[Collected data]
########
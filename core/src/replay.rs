//! Live/replay display mode and the cursor into the tick buffer.
//!
//! The controller never holds a tick; it only says which buffer index is
//! on screen. In live mode that index is derived from the buffer length,
//! so every append moves the frame forward with no bookkeeping.

use serde::{Deserialize, Serialize};

#[derive(Debug, Clone, Copy, Serialize, Deserialize, PartialEq, Eq, Default)]
#[serde(rename_all = "snake_case")]
pub enum ReplayMode {
    #[default]
    Live,
    Replay,
}

#[derive(Debug, Clone, Default)]
pub struct ReplayController {
    mode:   ReplayMode,
    /// Frozen index; meaningful only in replay mode.
    frozen: usize,
}

impl ReplayController {
    pub fn new() -> Self {
        Self::default()
    }

    pub fn mode(&self) -> ReplayMode {
        self.mode
    }

    /// Index of the displayed tick for a buffer of length `len`.
    /// Always within `[0, len - 1]`; `None` when the buffer is empty.
    pub fn cursor(&self, len: usize) -> Option<usize> {
        let last = len.checked_sub(1)?;
        Some(match self.mode {
            ReplayMode::Live   => last,
            ReplayMode::Replay => self.frozen.min(last),
        })
    }

    pub fn set_mode(&mut self, mode: ReplayMode, len: usize) {
        match mode {
            ReplayMode::Live   => self.enter_live(),
            ReplayMode::Replay => self.enter_replay(len),
        }
    }

    /// Freeze at whatever is on screen right now.
    pub fn enter_replay(&mut self, len: usize) {
        if self.mode == ReplayMode::Replay {
            return;
        }
        self.frozen = self.cursor(len).unwrap_or(0);
        self.mode = ReplayMode::Replay;
    }

    /// Re-snap to the newest tick.
    pub fn enter_live(&mut self) {
        self.mode = ReplayMode::Live;
        self.frozen = 0;
    }

    /// Scrub to `index`, clamped into range. Refused outside replay mode
    /// or when there is nothing to scrub between.
    pub fn seek(&mut self, index: usize, len: usize) -> bool {
        if self.mode != ReplayMode::Replay || len <= 1 {
            return false;
        }
        self.frozen = index.min(len - 1);
        true
    }

    /// Seek relative to the current cursor.
    pub fn step(&mut self, delta: i64, len: usize) -> bool {
        let Some(current) = self.cursor(len) else {
            return false;
        };
        let target = if delta.is_negative() {
            current.saturating_sub(delta.unsigned_abs() as usize)
        } else {
            current.saturating_add(delta as usize)
        };
        self.seek(target, len)
    }

    /// The buffer dropped its head. Keep the frozen frame pointing at the
    /// same tick until that tick itself is gone.
    pub fn on_head_evicted(&mut self) {
        if self.mode == ReplayMode::Replay {
            self.frozen = self.frozen.saturating_sub(1);
        }
    }
}
//! Push-stream lifecycle for one run: the decision half.
//!
//! STATE MACHINE:
//!   Idle → Connecting → Open → (Error → WaitingToReconnect → Connecting)* → Closed
//!
//! RULES:
//!   - Only unknown, WARMING_UP and RUNNING runs get a stream.
//!   - A failure reconnects only while the run is still the active one
//!     AND its last known stage is non-terminal. Otherwise: refresh instead.
//!   - Backoff for attempt n (from 0) is min(n + 1, max_backoff) seconds.
//!   - After `max_attempts` scheduled retries the manager gives up for good.
//!   - The reconnecting notice fires once per failure streak.
//!
//! This type owns no sockets and no timers. The driver holds those in a
//! `StreamSlot` and executes what the manager decides.

use crate::{model::RunStage, types::RunId};
use std::time::Duration;

pub const DEFAULT_MAX_RECONNECT_ATTEMPTS: u32 = 5;
pub const DEFAULT_MAX_BACKOFF_SECS: u64 = 5;

#[derive(Debug, Clone, Copy, PartialEq, Eq)]
pub struct ReconnectPolicy {
    pub max_attempts:     u32,
    pub max_backoff_secs: u64,
}

impl ReconnectPolicy {
    /// Wait before retry number `attempt` (0-based).
    pub fn delay_for(&self, attempt: u32) -> Duration {
        let secs = (u64::from(attempt) + 1).min(self.max_backoff_secs.max(1));
        Duration::from_secs(secs)
    }
}

impl Default for ReconnectPolicy {
    fn default() -> Self {
        Self {
            max_attempts:     DEFAULT_MAX_RECONNECT_ATTEMPTS,
            max_backoff_secs: DEFAULT_MAX_BACKOFF_SECS,
        }
    }
}

#[derive(Debug, Clone, Copy, PartialEq, Eq)]
pub enum ConnectionState {
    Idle,
    Connecting,
    Open,
    Error,
    WaitingToReconnect,
    Closed,
}

/// How a socket ended, as reported by the stream worker.
#[derive(Debug, Clone, PartialEq, Eq)]
pub enum EndCause {
    /// Connect failure or read error.
    Error(String),
    /// The socket went away without a normal close frame.
    UncleanClose,
    /// The server sent a normal close frame.
    CleanClose,
}

/// What to do after a socket ended.
#[derive(Debug, Clone, Copy, PartialEq, Eq)]
pub enum FailureDecision {
    /// Already closed on purpose; nothing to do.
    Ignore,
    /// Schedule a reconnect after `delay`. `notify` is true only for the
    /// first failure of a streak.
    Retry { attempt: u32, delay: Duration, notify: bool },
    /// Run switched or reached a terminal stage: refresh metadata once.
    Abandon,
    /// Out of attempts: persistent notice, refresh, stop for good.
    Exhausted,
    /// Server closed normally: refresh metadata once.
    ServerClosed,
}

/// What to do when a scheduled reconnect timer fires.
#[derive(Debug, Clone, Copy, PartialEq, Eq)]
pub enum ReconnectDecision {
    Ignore,
    Open { attempt: u32 },
    Abandon,
}

/// Handles to release on a deliberate close, in this order.
#[derive(Debug, Clone, Copy, PartialEq, Eq, Default)]
pub struct CloseOutcome {
    pub cancel_timer: bool,
    pub close_socket: bool,
}

#[derive(Debug, Clone)]
pub struct ConnectionManager {
    run_id:    RunId,
    state:     ConnectionState,
    policy:    ReconnectPolicy,
    /// Retries scheduled in the current failure streak.
    attempt:   u32,
    exhausted: bool,
}

impl ConnectionManager {
    pub fn new(run_id: RunId, policy: ReconnectPolicy) -> Self {
        Self {
            run_id,
            state: ConnectionState::Idle,
            policy,
            attempt: 0,
            exhausted: false,
        }
    }

    pub fn run_id(&self) -> &str {
        &self.run_id
    }

    pub fn state(&self) -> ConnectionState {
        self.state
    }

    pub fn attempt(&self) -> u32 {
        self.attempt
    }

    pub fn is_exhausted(&self) -> bool {
        self.exhausted
    }

    pub fn has_pending_timer(&self) -> bool {
        self.state == ConnectionState::WaitingToReconnect
    }

    /// First open for this run. Returns true when the caller should connect.
    pub fn start(&mut self, stage: Option<RunStage>) -> bool {
        if self.state != ConnectionState::Idle || !RunStage::allows_stream(stage) {
            return false;
        }
        self.transition(ConnectionState::Connecting);
        true
    }

    /// The socket handshake completed. Ends any failure streak.
    pub fn opened(&mut self) -> bool {
        if self.state != ConnectionState::Connecting {
            return false;
        }
        self.attempt = 0;
        self.transition(ConnectionState::Open);
        true
    }

    /// The socket ended. `still_active` must be evaluated at the moment the
    /// end is handled, against the caller's current active run.
    pub fn ended(
        &mut self,
        cause: &EndCause,
        still_active: bool,
        stage: Option<RunStage>,
    ) -> FailureDecision {
        match self.state {
            ConnectionState::Connecting | ConnectionState::Open => {}
            _ => return FailureDecision::Ignore,
        }

        if *cause == EndCause::CleanClose {
            self.transition(ConnectionState::Closed);
            return FailureDecision::ServerClosed;
        }

        self.transition(ConnectionState::Error);

        let terminal = stage.is_some_and(RunStage::is_terminal);
        if !still_active || terminal {
            self.transition(ConnectionState::Closed);
            return FailureDecision::Abandon;
        }

        if self.attempt >= self.policy.max_attempts {
            self.exhausted = true;
            self.transition(ConnectionState::Closed);
            return FailureDecision::Exhausted;
        }

        let attempt = self.attempt;
        let delay = self.policy.delay_for(attempt);
        self.attempt += 1;
        self.transition(ConnectionState::WaitingToReconnect);
        FailureDecision::Retry {
            attempt,
            delay,
            notify: attempt == 0,
        }
    }

    /// The backoff timer fired. Re-checks both reconnect guards.
    pub fn reconnect_due(&mut self, still_active: bool, stage: Option<RunStage>) -> ReconnectDecision {
        if self.state != ConnectionState::WaitingToReconnect {
            return ReconnectDecision::Ignore;
        }
        let terminal = stage.is_some_and(RunStage::is_terminal);
        if !still_active || terminal {
            self.transition(ConnectionState::Closed);
            return ReconnectDecision::Abandon;
        }
        self.transition(ConnectionState::Connecting);
        ReconnectDecision::Open { attempt: self.attempt }
    }

    /// Deliberate close. Timer first, then socket.
    pub fn close(&mut self) -> CloseOutcome {
        let outcome = match self.state {
            ConnectionState::WaitingToReconnect => CloseOutcome {
                cancel_timer: true,
                close_socket: false,
            },
            ConnectionState::Connecting | ConnectionState::Open => CloseOutcome {
                cancel_timer: false,
                close_socket: true,
            },
            _ => CloseOutcome::default(),
        };
        if self.state != ConnectionState::Closed {
            self.transition(ConnectionState::Closed);
        }
        outcome
    }

    fn transition(&mut self, next: ConnectionState) {
        log::debug!(
            "run={} connection: {:?} -> {:?} (attempt {})",
            self.run_id,
            self.state,
            next,
            self.attempt
        );
        self.state = next;
    }
}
########
### Exercise
Return nothing but the lines from the top of the records above through the line that has "in replay mode.". Keep each one exact.

### Final answer
filename core/src/replay.rs
//! Live/replay display mode and the cursor into the tick buffer.
//!
//! The controller never holds a tick; it only says which buffer index is
//! on screen. In live mode that index is derived from the buffer length,
//! so every append moves the frame forward with no bookkeeping.

use serde::{Deserialize, Serialize};

#[derive(Debug, Clone, Copy, Serialize, Deserialize, PartialEq, Eq, Default)]
#[serde(rename_all = "snake_case")]
pub enum ReplayMode {
    #[default]
    Live,
    Replay,
}

#[derive(Debug, Clone, Default)]
pub struct ReplayController {
    mode:   ReplayMode,
    /// Frozen index; meaningful only in replay mode.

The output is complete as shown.